- Opening Delimiter -

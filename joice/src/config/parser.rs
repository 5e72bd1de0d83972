use super::raw::{ConfigFragment, InitializationRaw, ObjectRaw, ObjectRefRaw, PropertyRaw};
use crate::context::Context;
use crate::error::ConfigurationError;
use crate::properties::{Interpolator, Properties};
use crate::registry::{ARRAY, OBJECT};
use crate::spec::{InitPolicy, ObjectSpecification, PropertySpec, SpecRef, SINGLETON};
use std::collections::{BTreeMap, HashMap};
use std::rc::Rc;

const ANONYMOUS: &str = "<anonymous>";

/// Turns configuration fragments into specifications and registers them.
///
/// Labels are remembered across fragments: a reference to a label defined in
/// an earlier fragment, or registered with the context directly, resolves to
/// that specification. Within one fragment, objects may be referenced before
/// they are defined.
pub struct ContextConfiguration {
  context: Rc<Context>,
  interpolator: Interpolator,
  specs: HashMap<String, SpecRef>,
  // Labels in the order they were first seen, which is the order they are
  // registered in.
  order: Vec<String>,
  // Registered specifications the current fragment defines again.
  redefined: Vec<SpecRef>,
}

impl ContextConfiguration {
  pub fn new(context: Rc<Context>) -> Self {
    Self {
      context,
      interpolator: Interpolator::default(),
      specs: HashMap::new(),
      order: Vec::new(),
      redefined: Vec::new(),
    }
  }

  pub fn context(&self) -> &Rc<Context> {
    &self.context
  }

  /// Makes `properties` available to `${name}` references in later fragments.
  pub fn add_properties(&mut self, properties: &Properties) {
    self.interpolator.add_properties(properties);
  }

  /// Parses one fragment and registers everything it defines.
  ///
  /// Every label seen so far must have a definition by the end of the
  /// fragment, otherwise nothing from this fragment is registered.
  pub fn parse_config(&mut self, fragment: ConfigFragment) -> Result<(), ConfigurationError> {
    self.redefined.clear();
    let mut anonymous = Vec::new();
    for object in fragment.objects {
      let spec = self.parse_object(object)?;
      if spec.name().is_none() {
        anonymous.push(spec);
      }
    }

    for label in &self.order {
      if self.specs[label].borrow().constructor.is_none() {
        return Err(ConfigurationError::MissingDefinition(label.clone()));
      }
    }

    for label in &self.order {
      self.context.add_specification(&self.specs[label])?;
    }
    for spec in &anonymous {
      self.context.add_specification(spec)?;
    }
    for spec in std::mem::take(&mut self.redefined) {
      self.refresh(&spec)?;
    }

    tracing::debug!(
      labelled = self.order.len(),
      anonymous = anonymous.len(),
      "configuration fragment registered"
    );
    Ok(())
  }

  /// Registers what a redefined specification now refers to and evicts the
  /// object built from its previous definition.
  fn refresh(&self, spec: &SpecRef) -> Result<(), ConfigurationError> {
    for dependency in spec.dependencies() {
      self.context.add_specification(&dependency)?;
    }
    if let Some(id) = spec.id() {
      self.context.release(id);
      if self.context.is_initialized() && spec.init() == InitPolicy::Eager {
        self.context.get_object(id)?;
      }
    }
    Ok(())
  }

  /// Returns the specification for `label`, creating a placeholder the first
  /// time an unknown label is seen.
  fn vivify_object(&mut self, label: Option<&str>) -> SpecRef {
    let label = match label {
      Some(label) => label,
      None => return SpecRef::placeholder(),
    };
    if let Some(spec) = self.specs.get(label) {
      return spec.clone();
    }

    let spec = self
      .context
      .get_id_for_label(label)
      .and_then(|id| self.context.get_specification(id))
      .unwrap_or_else(SpecRef::placeholder);
    spec.borrow_mut().name = Some(label.to_owned());

    self.specs.insert(label.to_owned(), spec.clone());
    self.order.push(label.to_owned());
    spec
  }

  fn parse_object(&mut self, object: ObjectRaw) -> Result<SpecRef, ConfigurationError> {
    let label = self.configure_opt(object.id.as_deref())?;
    let owner = label.clone().unwrap_or_else(|| ANONYMOUS.to_owned());
    let spec = self.vivify_object(label.as_deref());

    let mut arguments = Vec::with_capacity(object.arguments.len());
    for argument in object.arguments {
      arguments.push(self.parse_property(argument)?);
    }

    let mut properties = BTreeMap::new();
    for property in object.properties {
      let name = match property.name.as_deref() {
        Some(name) => self.interpolator.configure(name)?,
        None => return Err(ConfigurationError::MissingPropertyName { object: owner }),
      };
      properties.insert(name, self.parse_property(property)?);
    }

    let constructor = self.configure_opt(object.constructor.as_deref())?;
    if constructor.is_none() && label.is_none() {
      return Err(ConfigurationError::MissingDefinition(owner));
    }
    let scope = self
      .configure_opt(object.scope.as_deref())?
      .unwrap_or_else(|| SINGLETON.to_owned());
    let init = match object.initialization {
      Some(InitializationRaw::Eager) => InitPolicy::Eager,
      Some(InitializationRaw::Lazy) | None => InitPolicy::Lazy,
    };

    if spec.id().is_some() {
      tracing::warn!(object = %owner, "redefining an object that is already registered");
      self.redefined.push(spec.clone());
    }
    {
      let mut target = spec.borrow_mut();
      target.name = label;
      target.constructor = constructor;
      target.arguments = arguments;
      target.properties = properties;
      target.scope = scope;
      target.init = init;
    }
    Ok(spec)
  }

  fn parse_property(&mut self, property: PropertyRaw) -> Result<PropertySpec, ConfigurationError> {
    let name = property.name.clone().unwrap_or_else(|| "<argument>".to_owned());
    let count = property.value.is_some() as usize
      + property.object.is_some() as usize
      + property.array.is_some() as usize;

    match count {
      0 => return Err(ConfigurationError::EmptyProperty { property: name }),
      1 => {}
      count => return Err(ConfigurationError::AmbiguousProperty { property: name, count }),
    }

    if let Some(literal) = property.value {
      return Ok(PropertySpec::Value(self.configure_literal(literal)?));
    }

    if let Some(object) = property.object {
      let target = match object {
        ObjectRefRaw::Label(label) => {
          let label = self.interpolator.configure(&label)?;
          self.vivify_object(Some(&label))
        }
        ObjectRefRaw::Inline(mut inline) => {
          // An inline object without a constructor is a plain property bag.
          inline.constructor.get_or_insert_with(|| OBJECT.to_owned());
          self.parse_object(*inline)?
        }
      };
      return Ok(PropertySpec::Object(target));
    }

    let mut array = ObjectSpecification::new(ARRAY);
    for item in property.array.unwrap_or_default() {
      array.arguments.push(self.parse_property(item)?);
    }
    Ok(PropertySpec::Object(array.into_ref()))
  }

  fn configure_opt(&self, value: Option<&str>) -> Result<Option<String>, ConfigurationError> {
    value.map(|value| self.interpolator.configure(value)).transpose()
  }

  /// Interpolates every string inside a literal, however deeply nested.
  fn configure_literal(&self, literal: serde_json::Value) -> Result<serde_json::Value, ConfigurationError> {
    use serde_json::Value as Json;

    Ok(match literal {
      Json::String(text) => Json::String(self.interpolator.configure(&text)?),
      Json::Array(items) => Json::Array(
        items
          .into_iter()
          .map(|item| self.configure_literal(item))
          .collect::<Result<_, ConfigurationError>>()?,
      ),
      Json::Object(entries) => Json::Object(
        entries
          .into_iter()
          .map(|(key, value)| -> Result<_, ConfigurationError> {
            Ok((key, self.configure_literal(value)?))
          })
          .collect::<Result<_, ConfigurationError>>()?,
      ),
      other => other,
    })
  }
}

- Closing Delimiter -

Scan the data above, find each line with "crate", and copy it.

use crate::context::Context;
use crate::error::ConfigurationError;
use crate::properties::{Interpolator, Properties};
use crate::registry::{ARRAY, OBJECT};
use crate::spec::{InitPolicy, ObjectSpecification, PropertySpec, SpecRef, SINGLETON};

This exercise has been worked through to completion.